Try it: Reproduce exactly the lines of the material beneath, from the line that contains "never the process" to the line that contains "impl std::error::Error for", both included, and no other lines.

Data to examine:
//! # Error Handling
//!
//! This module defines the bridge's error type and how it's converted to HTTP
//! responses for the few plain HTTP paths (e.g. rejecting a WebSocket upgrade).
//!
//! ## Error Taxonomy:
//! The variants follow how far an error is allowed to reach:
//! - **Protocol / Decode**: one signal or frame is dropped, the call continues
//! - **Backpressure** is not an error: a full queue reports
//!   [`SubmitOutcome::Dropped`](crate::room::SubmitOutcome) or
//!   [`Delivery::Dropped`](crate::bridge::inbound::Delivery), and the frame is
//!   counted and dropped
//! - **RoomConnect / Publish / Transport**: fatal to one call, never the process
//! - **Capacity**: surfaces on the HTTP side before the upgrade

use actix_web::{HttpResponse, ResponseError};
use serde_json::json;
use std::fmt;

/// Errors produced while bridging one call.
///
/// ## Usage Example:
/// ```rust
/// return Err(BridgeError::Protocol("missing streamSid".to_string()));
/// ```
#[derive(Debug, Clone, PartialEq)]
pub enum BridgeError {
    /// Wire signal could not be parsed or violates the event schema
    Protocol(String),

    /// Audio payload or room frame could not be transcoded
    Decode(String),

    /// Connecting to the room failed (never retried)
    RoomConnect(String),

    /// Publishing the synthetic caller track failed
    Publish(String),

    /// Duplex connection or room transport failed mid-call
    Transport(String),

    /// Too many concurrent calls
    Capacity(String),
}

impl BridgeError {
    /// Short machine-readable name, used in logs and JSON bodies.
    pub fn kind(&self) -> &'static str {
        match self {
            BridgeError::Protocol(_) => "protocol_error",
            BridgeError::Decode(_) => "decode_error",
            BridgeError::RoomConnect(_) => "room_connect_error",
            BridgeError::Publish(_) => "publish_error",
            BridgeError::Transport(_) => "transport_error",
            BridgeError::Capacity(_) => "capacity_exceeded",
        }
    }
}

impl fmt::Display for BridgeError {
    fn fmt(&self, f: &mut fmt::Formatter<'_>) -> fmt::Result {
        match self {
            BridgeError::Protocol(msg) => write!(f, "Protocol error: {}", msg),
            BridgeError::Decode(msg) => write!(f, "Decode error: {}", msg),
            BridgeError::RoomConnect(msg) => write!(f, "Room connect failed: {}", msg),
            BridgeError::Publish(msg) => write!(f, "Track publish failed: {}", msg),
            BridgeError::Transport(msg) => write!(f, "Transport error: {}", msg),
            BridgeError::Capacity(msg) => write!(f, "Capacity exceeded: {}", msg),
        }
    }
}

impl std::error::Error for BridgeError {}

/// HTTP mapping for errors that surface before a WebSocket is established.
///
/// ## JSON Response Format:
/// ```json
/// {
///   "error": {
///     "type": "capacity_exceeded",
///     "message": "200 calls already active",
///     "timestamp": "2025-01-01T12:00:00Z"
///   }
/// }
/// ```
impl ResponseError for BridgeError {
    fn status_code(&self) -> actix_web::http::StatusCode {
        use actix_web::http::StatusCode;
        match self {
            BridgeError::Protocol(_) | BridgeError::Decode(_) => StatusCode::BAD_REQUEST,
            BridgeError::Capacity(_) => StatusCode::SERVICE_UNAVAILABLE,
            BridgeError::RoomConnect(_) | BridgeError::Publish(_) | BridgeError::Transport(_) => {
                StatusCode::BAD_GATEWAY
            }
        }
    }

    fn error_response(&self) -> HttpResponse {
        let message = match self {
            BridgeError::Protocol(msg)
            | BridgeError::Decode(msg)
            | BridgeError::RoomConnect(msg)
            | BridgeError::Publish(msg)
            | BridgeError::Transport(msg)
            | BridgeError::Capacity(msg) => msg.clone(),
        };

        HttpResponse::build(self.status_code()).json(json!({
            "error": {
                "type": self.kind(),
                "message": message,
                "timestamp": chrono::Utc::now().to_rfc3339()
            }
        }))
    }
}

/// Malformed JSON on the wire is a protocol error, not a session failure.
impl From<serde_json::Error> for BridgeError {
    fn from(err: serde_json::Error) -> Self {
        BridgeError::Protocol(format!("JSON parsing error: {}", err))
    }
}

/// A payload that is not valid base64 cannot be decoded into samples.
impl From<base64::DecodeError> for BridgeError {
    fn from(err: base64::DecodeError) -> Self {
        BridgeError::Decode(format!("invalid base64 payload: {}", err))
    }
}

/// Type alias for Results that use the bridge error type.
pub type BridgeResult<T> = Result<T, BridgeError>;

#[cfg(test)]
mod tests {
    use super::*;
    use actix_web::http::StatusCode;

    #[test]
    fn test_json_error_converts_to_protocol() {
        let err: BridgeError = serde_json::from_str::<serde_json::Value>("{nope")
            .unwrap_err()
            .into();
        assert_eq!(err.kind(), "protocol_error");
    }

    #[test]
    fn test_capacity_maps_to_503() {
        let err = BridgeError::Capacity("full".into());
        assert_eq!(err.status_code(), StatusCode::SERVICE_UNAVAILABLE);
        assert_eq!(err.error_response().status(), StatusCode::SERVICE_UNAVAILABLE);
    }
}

Output for this exercise:
//! - **RoomConnect / Publish / Transport**: fatal to one call, never the process
//! - **Capacity**: surfaces on the HTTP side before the upgrade

use actix_web::{HttpResponse, ResponseError};
use serde_json::json;
use std::fmt;

/// Errors produced while bridging one call.
///
/// ## Usage Example:
/// ```rust
/// return Err(BridgeError::Protocol("missing streamSid".to_string()));
/// ```
#[derive(Debug, Clone, PartialEq)]
pub enum BridgeError {
    /// Wire signal could not be parsed or violates the event schema
    Protocol(String),

    /// Audio payload or room frame could not be transcoded
    Decode(String),

    /// Connecting to the room failed (never retried)
    RoomConnect(String),

    /// Publishing the synthetic caller track failed
    Publish(String),

    /// Duplex connection or room transport failed mid-call
    Transport(String),

    /// Too many concurrent calls
    Capacity(String),
}

impl BridgeError {
    /// Short machine-readable name, used in logs and JSON bodies.
    pub fn kind(&self) -> &'static str {
        match self {
            BridgeError::Protocol(_) => "protocol_error",
            BridgeError::Decode(_) => "decode_error",
            BridgeError::RoomConnect(_) => "room_connect_error",
            BridgeError::Publish(_) => "publish_error",
            BridgeError::Transport(_) => "transport_error",
            BridgeError::Capacity(_) => "capacity_exceeded",
        }
    }
}

impl fmt::Display for BridgeError {
    fn fmt(&self, f: &mut fmt::Formatter<'_>) -> fmt::Result {
        match self {
            BridgeError::Protocol(msg) => write!(f, "Protocol error: {}", msg),
            BridgeError::Decode(msg) => write!(f, "Decode error: {}", msg),
            BridgeError::RoomConnect(msg) => write!(f, "Room connect failed: {}", msg),
            BridgeError::Publish(msg) => write!(f, "Track publish failed: {}", msg),
            BridgeError::Transport(msg) => write!(f, "Transport error: {}", msg),
            BridgeError::Capacity(msg) => write!(f, "Capacity exceeded: {}", msg),
        }
    }
}

impl std::error::Error for BridgeError {}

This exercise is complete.